My friend and I spent days searching for a rescue willing to pull just one dog. It was harder than it should have been. But eventually, she found one that said yes.
 
The rescue spayed her, got her up to date on shots, and my friend adopted her. Showing Freya, the first signs of what it meant to be loved and part of a family. 
 
But Freya’s aggression showed up in a different way. Within weeks of coming home, she attacked my friend’s own dog—multiple times, causing real damage.
 
It wasn’t people she struggled with; it was other animals. My friend loved her, but she knew she needed help. 

May 2014: I Meet Freya

I flew into Georgia for work that month.
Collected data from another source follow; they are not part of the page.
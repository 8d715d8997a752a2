//! # WorkerActor: one delivery vehicle.
//!
//! ```text
//! loop select! {
//!   cancelled            → deregister, stop
//!   mailbox  ─► QUERY_CAPABILITY → INFORM capability (current position)
//!            ─► PROPOSE          → check name / capacity / distance
//!                                   ├─ ok  → queue route, INFORM accepted
//!                                   └─ bad → REFUSE rejected(reason)
//!   tick     ─► Execution::tick()   → progress events, ARRIVED_AT_DEPOT on return
//!   drift    ─► Execution::correct_drift()
//! }
//! ```
//!
//! Replies go to the envelope sender; arrival notices go to the first coordinator
//! found in the directory. Nothing a worker sends is retried.

use tokio::sync::mpsc;
use tokio::time::{self, Duration, MissedTickBehavior};
use tokio_util::sync::CancellationToken;

use super::execution::{Execution, Itinerary, Progress};
use crate::config::WorkerConfig;
use crate::directory::{AgentKind, Directory};
use crate::events::{Bus, Event, EventKind};
use crate::model::{Location, RouteId};
use crate::protocol::{
    CapabilityReport, Content, ConversationId, Envelope, RejectReason, RouteAccepted,
    RouteProposal, RouteRejected,
};

/// Declared distances travel with two decimals.
const DISTANCE_SLACK: f64 = 0.005;

/// Static description of a worker.
#[derive(Debug, Clone)]
pub struct WorkerParams {
    pub name: String,
    pub capacity: u32,
    pub max_distance: f64,
    /// Starting position and home depot until a proposal says otherwise.
    pub depot: Location,
    pub tick: Duration,
    pub speed: f64,
    pub arrival_threshold: f64,
    pub drift_check: Duration,
}

impl WorkerParams {
    pub fn new(name: impl Into<String>, capacity: u32, max_distance: f64, depot: Location) -> Self {
        Self::with_config(name, capacity, max_distance, depot, &WorkerConfig::default())
    }

    pub fn with_config(
        name: impl Into<String>,
        capacity: u32,
        max_distance: f64,
        depot: Location,
        cfg: &WorkerConfig,
    ) -> Self {
        Self {
            name: name.into(),
            capacity,
            max_distance,
            depot,
            tick: cfg.tick,
            speed: cfg.speed,
            arrival_threshold: cfg.arrival_threshold,
            drift_check: cfg.drift_check,
        }
    }
}

/// Refusal reason and details for a proposal, if it must be refused.
pub(crate) fn check_proposal(
    name: &str,
    capacity: u32,
    max_distance: f64,
    p: &RouteProposal,
) -> Option<(RejectReason, String)> {
    if p.worker_name != name {
        Some((
            RejectReason::WrongWorker,
            format!("route addressed to {}, this is {name}", p.worker_name),
        ))
    } else if p.quantity > capacity {
        Some((
            RejectReason::CapacityExceeded,
            format!("quantity {} over capacity {capacity}", p.quantity),
        ))
    } else if p.distance > max_distance + DISTANCE_SLACK {
        Some((
            RejectReason::DistanceExceeded,
            format!("distance {:.2} over limit {max_distance:.2}", p.distance),
        ))
    } else {
        None
    }
}

/// A delivery vehicle actor.
pub struct WorkerActor {
    params: WorkerParams,
    exec: Execution,
    directory: Directory,
    bus: Bus,
    tx: mpsc::Sender<Envelope>,
    rx: mpsc::Receiver<Envelope>,
}

impl WorkerActor {
    pub fn new(params: WorkerParams, directory: Directory, bus: Bus, mailbox_capacity: usize) -> Self {
        let (tx, rx) = mpsc::channel(mailbox_capacity.max(1));
        let exec = Execution::new(params.depot, params.speed, params.arrival_threshold);
        Self {
            params,
            exec,
            directory,
            bus,
            tx,
            rx,
        }
    }

    pub fn name(&self) -> &str {
        &self.params.name
    }

    /// Registers in the directory and serves until `token` is cancelled.
    ///
    /// Returns immediately (with `RegistrationFailed`) if the name is taken.
    pub async fn run(mut self, token: CancellationToken) {
        let name = self.params.name.clone();
        if let Err(e) = self
            .directory
            .register(name.clone(), AgentKind::Worker, self.tx.clone())
            .await
        {
            self.bus.publish(
                Event::new(EventKind::RegistrationFailed)
                    .with_actor(name.as_str())
                    .with_reason(e.to_string()),
            );
            return;
        }
        self.bus.publish(
            Event::new(EventKind::ActorStarted)
                .with_actor(name.as_str())
                .with_location(self.exec.position()),
        );

        let mut tick = time::interval_at(time::Instant::now() + self.params.tick, self.params.tick);
        tick.set_missed_tick_behavior(MissedTickBehavior::Delay);
        let mut drift = time::interval_at(
            time::Instant::now() + self.params.drift_check,
            self.params.drift_check,
        );
        drift.set_missed_tick_behavior(MissedTickBehavior::Delay);

        loop {
            tokio::select! {
                _ = token.cancelled() => break,
                Some(envelope) = self.rx.recv() => self.on_message(envelope).await,
                _ = tick.tick() => {
                    let progress = self.exec.tick();
                    self.report(progress).await;
                }
                _ = drift.tick() => {
                    let progress = self.exec.correct_drift();
                    self.report(progress).await;
                }
            }
        }

        self.directory.deregister(&name).await;
        self.bus
            .publish(Event::new(EventKind::ActorStopped).with_actor(name.as_str()));
    }

    async fn on_message(&mut self, envelope: Envelope) {
        let content = match envelope.decode() {
            Ok(c) => c,
            Err(e) => return self.dropped(&envelope, e.to_string()),
        };

        match content {
            Content::QueryCapability => {
                let report = Content::Capability(CapabilityReport {
                    capacity: self.params.capacity,
                    max_distance: self.params.max_distance,
                    name: self.params.name.clone(),
                    position: self.exec.position(),
                });
                self.reply(&envelope, &report).await;
            }
            Content::Proposal(p) => self.on_proposal(&envelope, p).await,
            other => self.dropped(&envelope, format!("unexpected {}", other.kind())),
        }
    }

    async fn on_proposal(&mut self, envelope: &Envelope, p: RouteProposal) {
        let name = self.params.name.as_str();
        if let Some((reason, details)) =
            check_proposal(name, self.params.capacity, self.params.max_distance, &p)
        {
            self.bus.publish(
                Event::new(EventKind::ProposalRefused)
                    .with_actor(name)
                    .with_route(p.route_id.0)
                    .with_conversation(envelope.conversation_id.0)
                    .with_reason(format!("{reason}: {details}")),
            );
            let refusal = Content::Rejected(RouteRejected {
                route_id: p.route_id,
                worker: name.to_string(),
                reason,
                details,
            });
            return self.reply(envelope, &refusal).await;
        }

        self.exec.set_depot(p.depot);
        let accepted = Content::Accepted(RouteAccepted {
            route_id: p.route_id,
            worker: name.to_string(),
            quantity: p.quantity,
            distance: p.distance,
            demand_count: p.demand_ids.len(),
        });
        self.reply(envelope, &accepted).await;

        let progress = self.exec.enqueue(Itinerary::from(&p));
        let waiting = self.exec.queued() + usize::from(self.exec.active_route().is_some());
        self.bus.publish(
            Event::new(EventKind::RouteQueued)
                .with_actor(self.params.name.as_str())
                .with_route(p.route_id.0)
                .with_count(waiting),
        );
        self.report(progress).await;
    }

    async fn report(&self, progress: Vec<Progress>) {
        let name = self.params.name.as_str();
        for step in progress {
            let event = match step {
                Progress::Started { route, stops } => Event::new(EventKind::RouteStarted)
                    .with_route(route.0)
                    .with_count(stops),
                Progress::Visited { route, demand, at } => Event::new(EventKind::DemandVisited)
                    .with_route(route.0)
                    .with_demand(demand.0)
                    .with_location(at),
                Progress::Returning { route } => {
                    Event::new(EventKind::ReturningToDepot).with_route(route.0)
                }
                Progress::Returned { route, at } => {
                    self.bus.publish(
                        Event::new(EventKind::ReturnedToDepot)
                            .with_actor(name)
                            .with_route(route.0)
                            .with_location(at),
                    );
                    self.notify_arrival(route).await;
                    continue;
                }
                Progress::DriftCorrected { from } => Event::new(EventKind::DriftCorrected)
                    .with_location(from)
                    .with_reason(format!(
                        "snapped to depot ({:.2}, {:.2})",
                        self.exec.depot().x,
                        self.exec.depot().y
                    )),
            };
            self.bus.publish(event.with_actor(name));
        }
    }

    async fn notify_arrival(&self, route: RouteId) {
        let name = self.params.name.as_str();
        let Some(coordinator) = self
            .directory
            .discover(AgentKind::Coordinator)
            .await
            .into_iter()
            .next()
        else {
            self.bus.publish(
                Event::new(EventKind::MessageDropped)
                    .with_actor(name)
                    .with_route(route.0)
                    .with_reason("no coordinator to notify"),
            );
            return;
        };

        let sent = match Envelope::new(name, ConversationId::next(), &Content::ArrivedAtDepot) {
            Ok(envelope) => self
                .directory
                .send(&coordinator, envelope)
                .await
                .map_err(|e| e.to_string()),
            Err(e) => Err(e.to_string()),
        };
        if let Err(reason) = sent {
            self.bus.publish(
                Event::new(EventKind::MessageDropped)
                    .with_actor(name)
                    .with_worker(coordinator)
                    .with_route(route.0)
                    .with_reason(reason),
            );
        }
    }

    async fn reply(&self, request: &Envelope, content: &Content) {
        let sent = match request.reply(self.params.name.as_str(), content) {
            Ok(envelope) => self
                .directory
                .send(&request.sender, envelope)
                .await
                .map_err(|e| e.to_string()),
            Err(e) => Err(e.to_string()),
        };
        if let Err(reason) = sent {
            self.dropped(request, reason);
        }
    }

    fn dropped(&self, envelope: &Envelope, reason: String) {
        self.bus.publish(
            Event::new(EventKind::MessageDropped)
                .with_actor(self.params.name.as_str())
                .with_worker(envelope.sender.as_str())
                .with_conversation(envelope.conversation_id.0)
                .with_reason(reason),
        );
    }
}

#[cfg(test)]
mod tests {
    use super::*;
    use crate::model::{Demand, DemandId, Route};

    fn proposal(worker: &str, qty: u32, distance: f64) -> RouteProposal {
        RouteProposal {
            route_id: RouteId(5),
            worker_index: 1,
            worker_name: worker.into(),
            demand_ids: vec![DemandId(1)],
            demand_names: vec!["C1".into()],
            coords: vec![Location::new(3.0, 4.0)],
            quantity: qty,
            distance,
            depot: Location::ORIGIN,
        }
    }

    #[test]
    fn refusals_are_checked_in_order() {
        let wrong = check_proposal("truck-1", 10, 10.0, &proposal("truck-2", 99, 99.0));
        assert_eq!(wrong.map(|(r, _)| r), Some(RejectReason::WrongWorker));

        let heavy = check_proposal("truck-1", 10, 10.0, &proposal("truck-1", 11, 99.0));
        assert_eq!(heavy.map(|(r, _)| r), Some(RejectReason::CapacityExceeded));

        let far = check_proposal("truck-1", 10, 10.0, &proposal("truck-1", 10, 10.01));
        assert_eq!(far.map(|(r, _)| r), Some(RejectReason::DistanceExceeded));

        assert!(check_proposal("truck-1", 10, 10.0, &proposal("truck-1", 10, 10.0)).is_none());
    }

    #[tokio::test(start_paused = true)]
    async fn accepts_drives_and_reports_arrival() {
        let directory = Directory::new();
        let bus = Bus::new(256);
        let (coord_tx, mut coord_rx) = mpsc::channel(8);
        directory
            .register("coordinator", AgentKind::Coordinator, coord_tx)
            .await
            .unwrap();

        let params = WorkerParams::new("truck-1", 10, 100.0, Location::ORIGIN);
        let token = CancellationToken::new();
        let worker = tokio::spawn(WorkerActor::new(params, directory.clone(), bus.clone(), 8).run(token.clone()));
        while !directory.contains("truck-1").await {
            tokio::task::yield_now().await;
        }

        let route = Route::new(
            RouteId(5),
            "truck-1",
            1,
            vec![Demand::new(1, 4, Location::new(3.0, 4.0))],
            Location::ORIGIN,
        );
        let content = Content::Proposal(RouteProposal::for_route(&route, "truck-1", Location::ORIGIN));
        let conv = ConversationId::next();
        directory
            .send("truck-1", Envelope::new("coordinator", conv, &content).unwrap())
            .await
            .unwrap();

        let reply = coord_rx.recv().await.unwrap();
        assert_eq!(reply.conversation_id, conv);
        assert!(matches!(reply.decode().unwrap(), Content::Accepted(a) if a.route_id == RouteId(5)));

        let arrival = coord_rx.recv().await.unwrap();
        assert_eq!(arrival.sender, "truck-1");
        assert_eq!(arrival.decode().unwrap(), Content::ArrivedAtDepot);

        token.cancel();
        worker.await.unwrap();
        assert!(!directory.contains("truck-1").await);
    }

    #[tokio::test(start_paused = true)]
    async fn refuses_overweight_route() {
        let directory = Directory::new();
        let bus = Bus::new(64);
        let (coord_tx, mut coord_rx) = mpsc::channel(8);
        directory
            .register("coordinator", AgentKind::Coordinator, coord_tx)
            .await
            .unwrap();

        let token = CancellationToken::new();
        let params = WorkerParams::new("truck-1", 3, 100.0, Location::ORIGIN);
        tokio::spawn(WorkerActor::new(params, directory.clone(), bus, 8).run(token.clone()));
        while !directory.contains("truck-1").await {
            tokio::task::yield_now().await;
        }

        let content = Content::Proposal(proposal("truck-1", 4, 10.0));
        directory
            .send("truck-1", Envelope::new("coordinator", ConversationId::next(), &content).unwrap())
            .await
            .unwrap();

        match coord_rx.recv().await.unwrap().decode().unwrap() {
            Content::Rejected(r) => assert_eq!(r.reason, RejectReason::CapacityExceeded),
            other => panic!("unexpected {other:?}"),
        }
        token.cancel();
    }
}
I of course wanted me to meet Freya, the dog I was already emotionally invested in from another state.
 
And I’ll never forget the moment I did.
 
I got in late so I did not meet her until the next morning. I had just gotten out of the shower. She startled me… and I startled her. She stopped in the hall and barked at me, just one bark to say “hey, I’m here”. She came up to me with a wiggly butt and jumping up and down.
 
I remember when she was checking me out, her tooth snagged my ring. The contact made me pull back quickly as I said “ouch”. She immediately ran downstairs, aware that something had shifted. She wasn’t trying to hurt me; she was investigating. And when she sensed my fear, she retreated.
 
She was rambunctious, didn’t know how to play properly, would jump and head-butt you instead of cuddling. But underneath all that chaos was the sweetest soul I’d ever encountered. As long as you were human, anyway.
 
I fell in love with her immediately.
 
Over the next few months, we tried to figure out what was happening with Freya. Was she aggressive because of her environment—the chain, the isolation, the neglect? Was it genetics—terrier blood, a natural prey drive that went beyond typical? Was it both?
 
The truth is, we didn’t know. But we knew one thing: she couldn’t stay there and the ability to find her the right home was slim.

July 2014: Freya Comes Home

By August, Freya flew north to Vermont to live with me. She joined my household of two other dogs, two cats, our 10-year-old son, and my boyfriend. It was chaotic. It was risky. But I believed she deserved a chance and I told myself I was up for the work.
 
And let’s be honest, I was young, naive, and my favorite breed was the American Staffordshire Terrier. I had dreamed of having a “blue pitty” and this was my chance. All the wrong reasons at that time, but worth every moment.
 
That first night, we stayed in a hotel. The next morning, a trainer met us to help with the initial introduction into the home. We had no idea what we were walking into.
 
What happened next—the struggles, the breakthroughs, the lessons Freya taught me—would fundamentally change how I understand dog behavior, training, and the human-dog relationship.
 
And it’s the reason Canine Brain Games exists today.